**Directions**
The line with "fn run(&self, ctx: &Context)", the line with "manager (apt-get, dnf", and all lines between them in the material below: return these exactly, and no others.

------ Records to use

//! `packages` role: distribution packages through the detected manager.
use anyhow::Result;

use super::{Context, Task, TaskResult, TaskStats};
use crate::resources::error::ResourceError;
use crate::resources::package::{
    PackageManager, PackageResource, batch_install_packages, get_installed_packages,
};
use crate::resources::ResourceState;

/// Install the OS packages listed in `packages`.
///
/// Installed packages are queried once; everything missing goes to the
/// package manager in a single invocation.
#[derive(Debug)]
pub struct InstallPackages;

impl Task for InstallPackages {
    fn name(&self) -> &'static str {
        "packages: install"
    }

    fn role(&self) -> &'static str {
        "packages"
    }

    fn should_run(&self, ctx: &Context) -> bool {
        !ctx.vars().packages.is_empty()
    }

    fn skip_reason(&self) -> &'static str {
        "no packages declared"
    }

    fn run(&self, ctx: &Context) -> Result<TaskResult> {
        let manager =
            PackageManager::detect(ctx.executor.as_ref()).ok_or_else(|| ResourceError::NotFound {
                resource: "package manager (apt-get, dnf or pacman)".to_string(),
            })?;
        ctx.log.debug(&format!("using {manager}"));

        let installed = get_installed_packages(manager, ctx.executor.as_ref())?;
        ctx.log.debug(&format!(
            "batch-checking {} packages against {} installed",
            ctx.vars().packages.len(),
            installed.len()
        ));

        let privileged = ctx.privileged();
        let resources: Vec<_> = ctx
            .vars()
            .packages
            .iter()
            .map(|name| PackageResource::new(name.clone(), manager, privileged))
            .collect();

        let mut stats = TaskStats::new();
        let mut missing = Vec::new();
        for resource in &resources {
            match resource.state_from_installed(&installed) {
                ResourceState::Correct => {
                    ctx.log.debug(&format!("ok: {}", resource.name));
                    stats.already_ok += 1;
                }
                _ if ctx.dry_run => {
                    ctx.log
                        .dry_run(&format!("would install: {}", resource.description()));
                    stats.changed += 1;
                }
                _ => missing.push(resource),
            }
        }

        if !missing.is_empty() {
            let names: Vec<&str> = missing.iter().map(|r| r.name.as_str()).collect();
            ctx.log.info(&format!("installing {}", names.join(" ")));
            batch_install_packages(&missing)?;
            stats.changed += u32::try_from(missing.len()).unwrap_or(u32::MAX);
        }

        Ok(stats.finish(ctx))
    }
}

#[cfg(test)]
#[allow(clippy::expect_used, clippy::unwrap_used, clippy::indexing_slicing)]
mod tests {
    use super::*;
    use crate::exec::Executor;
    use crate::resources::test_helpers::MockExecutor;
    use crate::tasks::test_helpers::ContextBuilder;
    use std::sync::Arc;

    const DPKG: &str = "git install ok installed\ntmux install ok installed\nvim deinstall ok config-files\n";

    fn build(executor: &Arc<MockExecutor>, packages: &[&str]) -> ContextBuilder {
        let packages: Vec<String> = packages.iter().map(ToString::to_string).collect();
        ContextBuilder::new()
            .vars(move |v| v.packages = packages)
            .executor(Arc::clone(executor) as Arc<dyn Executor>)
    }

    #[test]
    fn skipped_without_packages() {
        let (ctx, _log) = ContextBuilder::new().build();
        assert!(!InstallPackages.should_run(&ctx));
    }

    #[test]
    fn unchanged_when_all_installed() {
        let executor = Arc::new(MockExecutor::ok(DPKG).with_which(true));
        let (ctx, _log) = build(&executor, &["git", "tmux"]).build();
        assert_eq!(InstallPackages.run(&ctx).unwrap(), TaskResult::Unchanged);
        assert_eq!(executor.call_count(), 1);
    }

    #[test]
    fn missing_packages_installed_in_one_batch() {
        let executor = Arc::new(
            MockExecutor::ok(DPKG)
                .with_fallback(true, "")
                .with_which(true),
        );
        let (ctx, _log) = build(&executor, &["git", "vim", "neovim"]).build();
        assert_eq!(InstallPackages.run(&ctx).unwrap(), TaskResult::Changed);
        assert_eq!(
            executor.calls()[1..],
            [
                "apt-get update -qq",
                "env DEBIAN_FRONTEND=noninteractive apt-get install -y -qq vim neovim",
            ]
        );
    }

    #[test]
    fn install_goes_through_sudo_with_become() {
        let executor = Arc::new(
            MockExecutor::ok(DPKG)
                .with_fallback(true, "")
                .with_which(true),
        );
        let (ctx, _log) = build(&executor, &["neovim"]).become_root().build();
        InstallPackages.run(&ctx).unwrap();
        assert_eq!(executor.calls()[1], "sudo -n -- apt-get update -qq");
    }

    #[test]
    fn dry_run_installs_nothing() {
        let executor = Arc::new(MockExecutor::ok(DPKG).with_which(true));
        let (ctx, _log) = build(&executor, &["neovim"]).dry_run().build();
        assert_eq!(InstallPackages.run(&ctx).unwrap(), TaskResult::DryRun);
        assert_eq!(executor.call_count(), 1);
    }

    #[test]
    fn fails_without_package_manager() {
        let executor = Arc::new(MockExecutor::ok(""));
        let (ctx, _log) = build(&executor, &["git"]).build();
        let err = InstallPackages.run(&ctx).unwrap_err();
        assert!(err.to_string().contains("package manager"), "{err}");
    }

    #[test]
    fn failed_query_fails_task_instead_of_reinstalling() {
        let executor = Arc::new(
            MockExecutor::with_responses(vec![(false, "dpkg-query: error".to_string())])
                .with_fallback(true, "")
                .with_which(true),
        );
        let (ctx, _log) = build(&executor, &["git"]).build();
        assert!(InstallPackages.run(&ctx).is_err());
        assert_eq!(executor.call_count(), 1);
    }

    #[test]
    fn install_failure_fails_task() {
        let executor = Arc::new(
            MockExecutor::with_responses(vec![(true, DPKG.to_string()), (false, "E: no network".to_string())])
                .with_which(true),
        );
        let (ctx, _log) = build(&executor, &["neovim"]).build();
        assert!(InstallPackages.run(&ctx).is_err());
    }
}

------------

**Exercise solution**
    fn run(&self, ctx: &Context) -> Result<TaskResult> {
        let manager =
            PackageManager::detect(ctx.executor.as_ref()).ok_or_else(|| ResourceError::NotFound {
                resource: "package manager (apt-get, dnf or pacman)".to_string(),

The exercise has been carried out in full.